I dread getting sick in Israel. In America, getting sick wasn’t my favorite thing, but as one of the few people who had access to really good, really cheap care, at least I could bask in being the center of attention, and the feeling that people would pretend to feel sorry for you, even if they thought you should just suck it up. In Israel, people will tell you to your face that you are being a baby. In fact, your doctor will probably tell you in detail about the last patient he had, who just needed a sick note in order to take an hour to go find some duct tape to strap his leg back on, so that he could go back to work.

The worst thing about getting sick in Israel is that I already know what the doctor is going to say. Unless I am actively coughing up blood, I will be told that I need to drink lots of water, rest for a couple of days, and inevitably, that whatever malady I am experiencing is “going around.” I don’t know how the doctor knows that it is going around, since I never get an exact diagnosis, or in most cases, even tests. Once, I sprained my ankle, and the response was that it’s been a nasty season for ankles, and that I should try to avoid people while I was contagious.

With so many of my friends in America complaining about the upcoming changes in medical care there, I’ve been thinking about which system I like better. On the one hand, I do feel good that people in Israel have access to inexpensive care, regardless of their income level. For the vast majority of people who only see the doctor for the occasional cold or ankle flu, this is fantastic.
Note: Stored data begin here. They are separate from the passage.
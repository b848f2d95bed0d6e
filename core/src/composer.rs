//! Composer trait.
//!
//! A composer is the language-specific half of the IME: it owns the
//! in-progress composition and turns single key code points into composing
//! and committed text on a [`TextSurface`]. The host half ([`crate::ImeEngine`])
//! decides when a composer sees a key and when its pending text must be
//! committed.

use crate::surface::TextSurface;

/// Language composer driven by the host engine.
///
/// # Example
///
/// ```no_run
/// use libkorean_core::{Composer, ImeContext};
/// # fn demo(composer: &mut dyn Composer) {
/// let mut context = ImeContext::new();
/// if !composer.process('ㅎ' as u32, &mut context) {
///     composer.commit_pending(&mut context);
/// }
/// # }
/// ```
pub trait Composer {
    /// Feed one key's code point. Returns true if the composer consumed it.
    ///
    /// Unconsumed input leaves the composer unchanged; the host commits the
    /// pending composition and inserts the character itself.
    fn process(&mut self, code: u32, surface: &mut dyn TextSurface) -> bool;

    /// Remove one layer of the pending composition.
    ///
    /// Returns false when nothing is pending so the host can delete the
    /// character before the cursor.
    fn handle_backspace(&mut self, surface: &mut dyn TextSurface) -> bool;

    /// Commit the pending composition, if any, and become empty.
    fn commit_pending(&mut self, surface: &mut dyn TextSurface);

    /// Drop the pending composition without committing it.
    fn reset(&mut self, surface: Option<&mut dyn TextSurface>);

    /// Check if a composition is pending.
    fn is_composing(&self) -> bool;

    /// Map a key label to its shifted form on this composer's layout.
    fn shifted(&self, ch: char) -> char {
        crate::utils::shift_latin(ch)
    }

    /// Get a human-readable name for this composer (for logging).
    fn name(&self) -> &'static str;
}
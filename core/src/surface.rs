//! Text surface capability.
//!
//! A composer never touches the document directly. It drives a host-owned
//! surface through three calls: show provisional ("composing") text at the
//! cursor, commit final text, and end the composing region. Platforms wrap
//! their input connection in this trait; tests use [`RecordingSurface`].

/// Host text surface a composer writes into.
///
/// All calls are synchronous. Implementations must treat a `commit_text`
/// as replacing any active composing region.
pub trait TextSurface {
    /// Show `text` as an uncommitted, still-editable preview at the cursor.
    fn set_composing_text(&mut self, text: &str);

    /// Finalize `text` into the document, clearing any composing region.
    fn commit_text(&mut self, text: &str);

    /// End the composing region without altering document contents.
    fn finish_composing_text(&mut self);
}

/// A single call observed by a [`RecordingSurface`].
#[derive(Debug, Clone, PartialEq, Eq)]
pub enum SurfaceCall {
    SetComposing(String),
    Commit(String),
    FinishComposing,
}

/// In-memory surface that records every call and maintains the resulting
/// document text.
#[derive(Debug, Clone, Default)]
pub struct RecordingSurface {
    calls: Vec<SurfaceCall>,
    committed: String,
    composing: String,
}

impl RecordingSurface {
    pub fn new() -> Self {
        Self::default()
    }

    /// All calls in the order they were received.
    pub fn calls(&self) -> &[SurfaceCall] {
        &self.calls
    }

    /// Text committed so far.
    pub fn committed(&self) -> &str {
        &self.committed
    }

    /// Current composing region.
    pub fn composing(&self) -> &str {
        &self.composing
    }

    /// Committed text followed by the composing region, as the user sees it.
    pub fn visible_text(&self) -> String {
        format!("{}{}", self.committed, self.composing)
    }

    /// Number of `commit_text` calls received.
    pub fn commit_count(&self) -> usize {
        self.calls
            .iter()
            .filter(|call| matches!(call, SurfaceCall::Commit(_)))
            .count()
    }

    /// Forget recorded calls, keeping the document state.
    pub fn clear_calls(&mut self) {
        self.calls.clear();
    }
}

impl TextSurface for RecordingSurface {
    fn set_composing_text(&mut self, text: &str) {
        self.calls.push(SurfaceCall::SetComposing(text.to_string()));
        self.composing = text.to_string();
    }

    fn commit_text(&mut self, text: &str) {
        self.calls.push(SurfaceCall::Commit(text.to_string()));
        self.composing.clear();
        self.committed.push_str(text);
    }

    fn finish_composing_text(&mut self) {
        self.calls.push(SurfaceCall::FinishComposing);
        // Whatever was composing stays in the document.
        let pending = std::mem::take(&mut self.composing);
        self.committed.push_str(&pending);
    }
}
//! Hangul IME factory for libhangul
//!
//! Wires a [`HangulComposer`] into the generic host engine from core and
//! offers a batch helper that replays a string of keys through it.

use libkorean_core::{ImeEngine, KeyEvent, KeyResult};
use tracing::debug;

use crate::composer::HangulComposer;
use crate::config::HangulConfig;

/// Host engine driving a Hangul composer.
pub type HangulIme = ImeEngine<HangulComposer>;

/// Create an IME engine from a validated configuration.
///
/// # Example
///
/// ```rust
/// use libhangul::{compose_str, create_ime_engine, HangulConfig};
///
/// let mut ime = create_ime_engine(HangulConfig::default()).unwrap();
/// assert_eq!(compose_str(&mut ime, "ㅎㅏㄴㄱㅡㄹ"), "한글");
/// ```
pub fn create_ime_engine(config: HangulConfig) -> anyhow::Result<HangulIme> {
    config.validate()?;
    debug!(
        null_initial = %config.null_initial,
        shift_doubles = config.shift_doubles,
        "creating hangul ime"
    );
    let composer = HangulComposer::from_config(&config);
    Ok(ImeEngine::with_config(composer, config.into_base()))
}

/// Create an IME engine with the default configuration.
pub fn create_default_ime_engine() -> HangulIme {
    ImeEngine::new(HangulComposer::new())
}

/// Feed `input` through `ime` one key per char and return the text that
/// would end up in the document.
///
/// Space, newline and backspace (`\u{8}`) are sent as their keys; a
/// backspace the IME does not handle deletes the last output char. Pending
/// composition is committed at the end.
pub fn compose_str(ime: &mut HangulIme, input: &str) -> String {
    let mut output = String::new();
    for ch in input.chars() {
        let key = match ch {
            ' ' => KeyEvent::Space,
            '\n' => KeyEvent::Enter,
            '\u{8}' => KeyEvent::Backspace,
            _ => KeyEvent::Char(ch),
        };
        let result = ime.process_key(key);
        output.push_str(&ime.context_mut().take_commit());
        match (key, result) {
            (KeyEvent::Enter, _) => output.push('\n'),
            (KeyEvent::Backspace, KeyResult::NotHandled) => {
                output.pop();
            }
            _ => {}
        }
    }
    ime.commit_pending();
    output.push_str(&ime.context_mut().take_commit());
    output
}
In America, I spent several years working for one of the largest health insurance companies in the country, which I will not identify, except to say that it was what you get if you mix a Christian, a Roman, and a Smurf. As a customer service representative, a large portion of my day was spent telling people who thought they had medical care all the things we were not going to help them pay for. And then there were all the people who couldn’t afford health care at all, and so they put off seeing someone for that disturbing extra arm that suddenly appeared, until they needed to go bankrupt to get it removed. Frankly, that is a poor way to run things.

But, on the other hand, I am uncomfortable with having so little guidance from the person who went to medical school to study what could possibly wrong with me. There have been a few times when I have been asked what medication I felt I should be on, and once, I was even asked which dose I thought would be best. Unfortunately, this did not happen the one time I ever received morphine. That’s a lot of responsibility. While the Internet has allowed me to pour over my test results, so as to better tell that I am either about to expire, or I that am perfectly healthy, with 50-50 odds of either possibility, if I should happen to keel over, I want someone else to blame. And if you want to see a specialist, which seems to mean anyone who would actually have to touch you during an examination, the wait times far exceed anything I experienced in the United States.
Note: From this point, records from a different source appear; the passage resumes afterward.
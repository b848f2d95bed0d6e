//! Hangul jamo tables.
//!
//! Indices follow the Unicode conjoining-jamo order used by the syllable
//! formula `U+AC00 + (cho * 21 + jung) * 28 + jong`:
//!
//! - choseong (19): ㄱ ㄲ ㄴ ㄷ ㄸ ㄹ ㅁ ㅂ ㅃ ㅅ ㅆ ㅇ ㅈ ㅉ ㅊ ㅋ ㅌ ㅍ ㅎ
//! - jungseong (21): ㅏ ㅐ ㅑ ㅒ ㅓ ㅔ ㅕ ㅖ ㅗ ㅘ ㅙ ㅚ ㅛ ㅜ ㅝ ㅞ ㅟ ㅠ ㅡ ㅢ ㅣ
//! - jongseong (28): none ㄱ ㄲ ㄳ ㄴ ㄵ ㄶ ㄷ ㄹ ㄺ ㄻ ㄼ ㄽ ㄾ ㄿ ㅀ ㅁ ㅂ ㅄ ㅅ
//!   ㅆ ㅇ ㅈ ㅊ ㅋ ㅌ ㅍ ㅎ
//!
//! Keys are compatibility jamo (U+3131..U+3163), the code points a keyboard
//! emits. Split and reduction tables are derived from the combination tables.

use std::collections::HashMap;

use libkorean_core::utils;
use once_cell::sync::Lazy;
use phf::phf_map;

/// First precomposed syllable (가).
pub const SYLLABLE_BASE: u32 = 0xAC00;
/// Last precomposed syllable (힣).
pub const SYLLABLE_LAST: u32 = 0xD7A3;

pub const CHOSEONG_COUNT: u8 = 19;
pub const JUNGSEONG_COUNT: u8 = 21;
pub const JONGSEONG_COUNT: u8 = 28;

/// Jongseong index meaning "no final consonant".
pub const NO_JONGSEONG: u8 = 0;

/// Choseong index of ㅇ, the silent initial written before a vowel.
pub const NULL_INITIAL: u8 = 11;

/// Compatibility consonant -> choseong index.
static CHOSEONG: phf::Map<char, u8> = phf_map! {
    'ㄱ' => 0, 'ㄲ' => 1, 'ㄴ' => 2, 'ㄷ' => 3, 'ㄸ' => 4,
    'ㄹ' => 5, 'ㅁ' => 6, 'ㅂ' => 7, 'ㅃ' => 8, 'ㅅ' => 9,
    'ㅆ' => 10, 'ㅇ' => 11, 'ㅈ' => 12, 'ㅉ' => 13, 'ㅊ' => 14,
    'ㅋ' => 15, 'ㅌ' => 16, 'ㅍ' => 17, 'ㅎ' => 18,
};

/// Compatibility vowel -> jungseong index.
static JUNGSEONG: phf::Map<char, u8> = phf_map! {
    'ㅏ' => 0, 'ㅐ' => 1, 'ㅑ' => 2, 'ㅒ' => 3, 'ㅓ' => 4,
    'ㅔ' => 5, 'ㅕ' => 6, 'ㅖ' => 7, 'ㅗ' => 8, 'ㅘ' => 9,
    'ㅙ' => 10, 'ㅚ' => 11, 'ㅛ' => 12, 'ㅜ' => 13, 'ㅝ' => 14,
    'ㅞ' => 15, 'ㅟ' => 16, 'ㅠ' => 17, 'ㅡ' => 18, 'ㅢ' => 19,
    'ㅣ' => 20,
};

/// Compatibility consonant -> simple (single consonant) jongseong index.
/// ㄸ ㅃ ㅉ never close a syllable.
static JONGSEONG: phf::Map<char, u8> = phf_map! {
    'ㄱ' => 1, 'ㄲ' => 2, 'ㄴ' => 4, 'ㄷ' => 7, 'ㄹ' => 8,
    'ㅁ' => 16, 'ㅂ' => 17, 'ㅅ' => 19, 'ㅆ' => 20, 'ㅇ' => 21,
    'ㅈ' => 22, 'ㅊ' => 23, 'ㅋ' => 24, 'ㅌ' => 25, 'ㅍ' => 26,
    'ㅎ' => 27,
};

const CHOSEONG_JAMO: [char; CHOSEONG_COUNT as usize] = [
    'ㄱ', 'ㄲ', 'ㄴ', 'ㄷ', 'ㄸ', 'ㄹ', 'ㅁ', 'ㅂ', 'ㅃ', 'ㅅ', 'ㅆ', 'ㅇ', 'ㅈ', 'ㅉ', 'ㅊ',
    'ㅋ', 'ㅌ', 'ㅍ', 'ㅎ',
];

const JONGSEONG_JAMO: [Option<char>; JONGSEONG_COUNT as usize] = [
    None,
    Some('ㄱ'), Some('ㄲ'), Some('ㄳ'), Some('ㄴ'), Some('ㄵ'), Some('ㄶ'), Some('ㄷ'),
    Some('ㄹ'), Some('ㄺ'), Some('ㄻ'), Some('ㄼ'), Some('ㄽ'), Some('ㄾ'), Some('ㄿ'),
    Some('ㅀ'), Some('ㅁ'), Some('ㅂ'), Some('ㅄ'), Some('ㅅ'), Some('ㅆ'), Some('ㅇ'),
    Some('ㅈ'), Some('ㅊ'), Some('ㅋ'), Some('ㅌ'), Some('ㅍ'), Some('ㅎ'),
];

/// (final, following consonant, cluster final)
const JONGSEONG_CLUSTERS: [(u8, char, u8); 11] = [
    (1, 'ㅅ', 3),   // ㄱ + ㅅ = ㄳ
    (4, 'ㅈ', 5),   // ㄴ + ㅈ = ㄵ
    (4, 'ㅎ', 6),   // ㄴ + ㅎ = ㄶ
    (8, 'ㄱ', 9),   // ㄹ + ㄱ = ㄺ
    (8, 'ㅁ', 10),  // ㄹ + ㅁ = ㄻ
    (8, 'ㅂ', 11),  // ㄹ + ㅂ = ㄼ
    (8, 'ㅅ', 12),  // ㄹ + ㅅ = ㄽ
    (8, 'ㅌ', 13),  // ㄹ + ㅌ = ㄾ
    (8, 'ㅍ', 14),  // ㄹ + ㅍ = ㄿ
    (8, 'ㅎ', 15),  // ㄹ + ㅎ = ㅀ
    (17, 'ㅅ', 18), // ㅂ + ㅅ = ㅄ
];

/// (medial, following vowel, diphthong)
const JUNGSEONG_DIPHTHONGS: [(u8, u8, u8); 7] = [
    (8, 0, 9),    // ㅗ + ㅏ = ㅘ
    (8, 1, 10),   // ㅗ + ㅐ = ㅙ
    (8, 20, 11),  // ㅗ + ㅣ = ㅚ
    (13, 4, 14),  // ㅜ + ㅓ = ㅝ
    (13, 5, 15),  // ㅜ + ㅔ = ㅞ
    (13, 20, 16), // ㅜ + ㅣ = ㅟ
    (18, 20, 19), // ㅡ + ㅣ = ㅢ
];

static JONGSEONG_COMBINE: Lazy<HashMap<(u8, char), u8>> = Lazy::new(|| {
    JONGSEONG_CLUSTERS
        .iter()
        .map(|&(jong, ch, cluster)| ((jong, ch), cluster))
        .collect()
});

static JONGSEONG_SPLIT: Lazy<HashMap<u8, (u8, char)>> = Lazy::new(|| {
    JONGSEONG_CLUSTERS
        .iter()
        .map(|&(jong, ch, cluster)| (cluster, (jong, ch)))
        .collect()
});

static JONGSEONG_TO_CHOSEONG: Lazy<HashMap<u8, u8>> = Lazy::new(|| {
    JONGSEONG
        .entries()
        .filter_map(|(ch, &jong)| CHOSEONG.get(ch).map(|&cho| (jong, cho)))
        .collect()
});

static JUNGSEONG_COMBINE: Lazy<HashMap<(u8, u8), u8>> = Lazy::new(|| {
    JUNGSEONG_DIPHTHONGS
        .iter()
        .map(|&(first, second, combined)| ((first, second), combined))
        .collect()
});

static JUNGSEONG_REDUCE: Lazy<HashMap<u8, u8>> = Lazy::new(|| {
    JUNGSEONG_DIPHTHONGS
        .iter()
        .map(|&(first, _, combined)| (combined, first))
        .collect()
});

/// Choseong index of a compatibility consonant.
pub fn choseong_index(ch: char) -> Option<u8> {
    CHOSEONG.get(&ch).copied()
}

/// Jungseong index of a compatibility vowel.
pub fn jungseong_index(ch: char) -> Option<u8> {
    JUNGSEONG.get(&ch).copied()
}

/// Simple jongseong index of a compatibility consonant.
pub fn jongseong_index(ch: char) -> Option<u8> {
    JONGSEONG.get(&ch).copied()
}

/// Cluster formed by appending consonant `ch` to final `jong` (ㄱ + ㅅ = ㄳ).
pub fn combine_jongseong(jong: u8, ch: char) -> Option<u8> {
    JONGSEONG_COMBINE.get(&(jong, ch)).copied()
}

/// Split a cluster final into the final that stays and the consonant that
/// moves on to the next syllable (ㄳ -> ㄱ, ㅅ). `None` for simple finals.
pub fn split_jongseong(jong: u8) -> Option<(u8, char)> {
    JONGSEONG_SPLIT.get(&jong).copied()
}

/// Choseong index for a simple final moving to the next syllable.
/// `None` for clusters (use [`split_jongseong`]) and for "no final".
pub fn jongseong_to_choseong(jong: u8) -> Option<u8> {
    JONGSEONG_TO_CHOSEONG.get(&jong).copied()
}

/// Diphthong formed by `first` followed by `second` (ㅗ + ㅏ = ㅘ).
pub fn combine_jungseong(first: u8, second: u8) -> Option<u8> {
    JUNGSEONG_COMBINE.get(&(first, second)).copied()
}

/// One step simpler final: cluster -> its first consonant. `None` for simple
/// finals, which reduce to no final at all.
pub fn reduce_jongseong(jong: u8) -> Option<u8> {
    split_jongseong(jong).map(|(kept, _)| kept)
}

/// One step simpler medial: diphthong -> its first vowel. `None` for
/// monophthongs.
pub fn reduce_jungseong(jung: u8) -> Option<u8> {
    JUNGSEONG_REDUCE.get(&jung).copied()
}

/// Compatibility jamo for a choseong index.
pub fn choseong_to_jamo(cho: u8) -> Option<char> {
    CHOSEONG_JAMO.get(usize::from(cho)).copied()
}

/// Compatibility jamo for a jungseong index (vowels are contiguous from ㅏ).
pub fn jungseong_to_jamo(jung: u8) -> Option<char> {
    if jung < JUNGSEONG_COUNT {
        char::from_u32(0x314F + u32::from(jung))
    } else {
        None
    }
}

/// Compatibility jamo for a jongseong index; `None` for "no final".
pub fn jongseong_to_jamo(jong: u8) -> Option<char> {
    JONGSEONG_JAMO.get(usize::from(jong)).copied().flatten()
}

/// Precomposed syllable for the given indices.
pub fn compose_syllable(cho: u8, jung: u8, jong: u8) -> Option<char> {
    if cho >= CHOSEONG_COUNT || jung >= JUNGSEONG_COUNT || jong >= JONGSEONG_COUNT {
        return None;
    }
    let code = SYLLABLE_BASE
        + (u32::from(cho) * u32::from(JUNGSEONG_COUNT) + u32::from(jung))
            * u32::from(JONGSEONG_COUNT)
        + u32::from(jong);
    char::from_u32(code)
}

/// Indices (choseong, jungseong, jongseong) of a precomposed syllable.
pub fn decompose_syllable(ch: char) -> Option<(u8, u8, u8)> {
    if !is_hangul_syllable(ch) {
        return None;
    }
    let offset = u32::from(ch) - SYLLABLE_BASE;
    let jong = offset % u32::from(JONGSEONG_COUNT);
    let jung = (offset / u32::from(JONGSEONG_COUNT)) % u32::from(JUNGSEONG_COUNT);
    let cho = offset / (u32::from(JUNGSEONG_COUNT) * u32::from(JONGSEONG_COUNT));
    // All three fit in u8: cho < 19, jung < 21, jong < 28.
    Some((cho as u8, jung as u8, jong as u8))
}

/// NFC-normalize `text` (conjoining jamo compose into syllables, outer
/// whitespace trimmed) and pair each char with its syllable indices.
pub fn decompose_text(text: &str) -> Vec<(char, Option<(u8, u8, u8)>)> {
    utils::normalize(text)
        .chars()
        .map(|ch| (ch, decompose_syllable(ch)))
        .collect()
}

/// Check if `ch` is a precomposed syllable (가..힣).
pub fn is_hangul_syllable(ch: char) -> bool {
    (SYLLABLE_BASE..=SYLLABLE_LAST).contains(&u32::from(ch))
}

#[cfg(test)]
mod tests {
    use super::*;

    #[test]
    fn test_choseong_table_matches_jamo_order() {
        for (idx, &jamo) in CHOSEONG_JAMO.iter().enumerate() {
            assert_eq!(choseong_index(jamo), Some(idx as u8), "{}", jamo);
        }
        assert_eq!(choseong_index('ㄳ'), None);
        assert_eq!(choseong_index('ㅏ'), None);
        assert_eq!(choseong_index('a'), None);
    }

    #[test]
    fn test_jungseong_contiguous() {
        for jung in 0..JUNGSEONG_COUNT {
            let jamo = jungseong_to_jamo(jung).unwrap();
            assert_eq!(jungseong_index(jamo), Some(jung));
        }
        assert_eq!(jungseong_to_jamo(21), None);
        assert_eq!(jungseong_index('ㄱ'), None);
    }

    #[test]
    fn test_simple_jongseong() {
        assert_eq!(jongseong_index('ㄱ'), Some(1));
        assert_eq!(jongseong_index('ㄴ'), Some(4));
        assert_eq!(jongseong_index('ㅎ'), Some(27));
        assert_eq!(jongseong_index('ㄸ'), None);
        assert_eq!(jongseong_index('ㅃ'), None);
        assert_eq!(jongseong_index('ㅉ'), None);

        for (&ch, &jong) in JONGSEONG.entries() {
            assert_eq!(jongseong_to_jamo(jong), Some(ch));
        }
    }

    #[test]
    fn test_compose_syllable() {
        assert_eq!(compose_syllable(0, 0, 0), Some('가'));
        assert_eq!(compose_syllable(0, 0, 1), Some('각'));
        assert_eq!(compose_syllable(18, 0, 4), Some('한'));
        assert_eq!(compose_syllable(0, 18, 8), Some('글'));
        assert_eq!(compose_syllable(18, 20, 27), Some('힣'));
        assert_eq!(compose_syllable(19, 0, 0), None);
    }

    #[test]
    fn test_decompose_syllable() {
        assert_eq!(decompose_syllable('가'), Some((0, 0, 0)));
        assert_eq!(decompose_syllable('한'), Some((18, 0, 4)));
        assert_eq!(decompose_syllable('힣'), Some((18, 20, 27)));
        assert_eq!(decompose_syllable('ㄱ'), None);
        assert_eq!(decompose_syllable('a'), None);
    }

    #[test]
    fn test_decompose_text_normalizes_conjoining_jamo() {
        // ᄒ ᅡ ᆫ + 글 + space
        let blocks = decompose_text(" \u{1112}\u{1161}\u{11AB}글 ");
        assert_eq!(
            blocks,
            vec![('한', Some((18, 0, 4))), ('글', Some((0, 18, 8)))]
        );
        assert_eq!(decompose_text("a"), vec![('a', None)]);
    }

    #[test]
    fn test_combine_jongseong() {
        assert_eq!(combine_jongseong(1, 'ㅅ'), Some(3));
        assert_eq!(combine_jongseong(4, 'ㅈ'), Some(5));
        assert_eq!(combine_jongseong(8, 'ㄱ'), Some(9));
        assert_eq!(combine_jongseong(8, 'ㅎ'), Some(15));
        assert_eq!(combine_jongseong(17, 'ㅅ'), Some(18));
        assert_eq!(combine_jongseong(1, 'ㄱ'), None);
        assert_eq!(combine_jongseong(4, 'ㄱ'), None);
    }

    #[test]
    fn test_split_inverts_combine() {
        for &(jong, ch, cluster) in JONGSEONG_CLUSTERS.iter() {
            assert_eq!(split_jongseong(cluster), Some((jong, ch)));
            assert_eq!(reduce_jongseong(cluster), Some(jong));
            assert_eq!(jongseong_to_choseong(cluster), None);
        }
        assert_eq!(split_jongseong(1), None);
        assert_eq!(reduce_jongseong(4), None);
    }

    #[test]
    fn test_jongseong_to_choseong() {
        assert_eq!(jongseong_to_choseong(1), Some(0)); // ㄱ
        assert_eq!(jongseong_to_choseong(4), Some(2)); // ㄴ
        assert_eq!(jongseong_to_choseong(8), Some(5)); // ㄹ
        assert_eq!(jongseong_to_choseong(21), Some(11)); // ㅇ
        assert_eq!(jongseong_to_choseong(27), Some(18)); // ㅎ
        assert_eq!(jongseong_to_choseong(NO_JONGSEONG), None);
        assert_eq!(JONGSEONG_TO_CHOSEONG.len(), 16);
    }

    #[test]
    fn test_combine_and_reduce_jungseong() {
        assert_eq!(combine_jungseong(8, 0), Some(9)); // ㅗ + ㅏ = ㅘ
        assert_eq!(combine_jungseong(8, 20), Some(11)); // ㅗ + ㅣ = ㅚ
        assert_eq!(combine_jungseong(18, 20), Some(19)); // ㅡ + ㅣ = ㅢ
        assert_eq!(combine_jungseong(0, 0), None);
        assert_eq!(combine_jungseong(9, 20), None); // ㅘ does not extend

        assert_eq!(reduce_jungseong(9), Some(8));
        assert_eq!(reduce_jungseong(16), Some(13));
        assert_eq!(reduce_jungseong(0), None);
    }

    #[test]
    fn test_null_initial_is_ieung() {
        assert_eq!(choseong_to_jamo(NULL_INITIAL), Some('ㅇ'));
        assert_eq!(choseong_to_jamo(CHOSEONG_COUNT), None);
    }
}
This is why I propose a major shift in how Israel handles treating patients. We need to train a team of people to handle the low level things, where everybody knows that you really just need some rest, but you go to the doctor anyway for validation. This team would be authorized to give out sick notes once or twice a year, but would also be trained to speak to you like a comforting grandmother, and would say things like, “Now you need to get your jammies on, and go right back to bed!” Meanwhile, they would be doling out a nice big bowl of chicken soup into a travel mug, and loading up a romance novel onto your iPad Mini. Then all of the primary care doctors would have more free time to study epidemiology, so they could finally become experts at telling us what’s going around.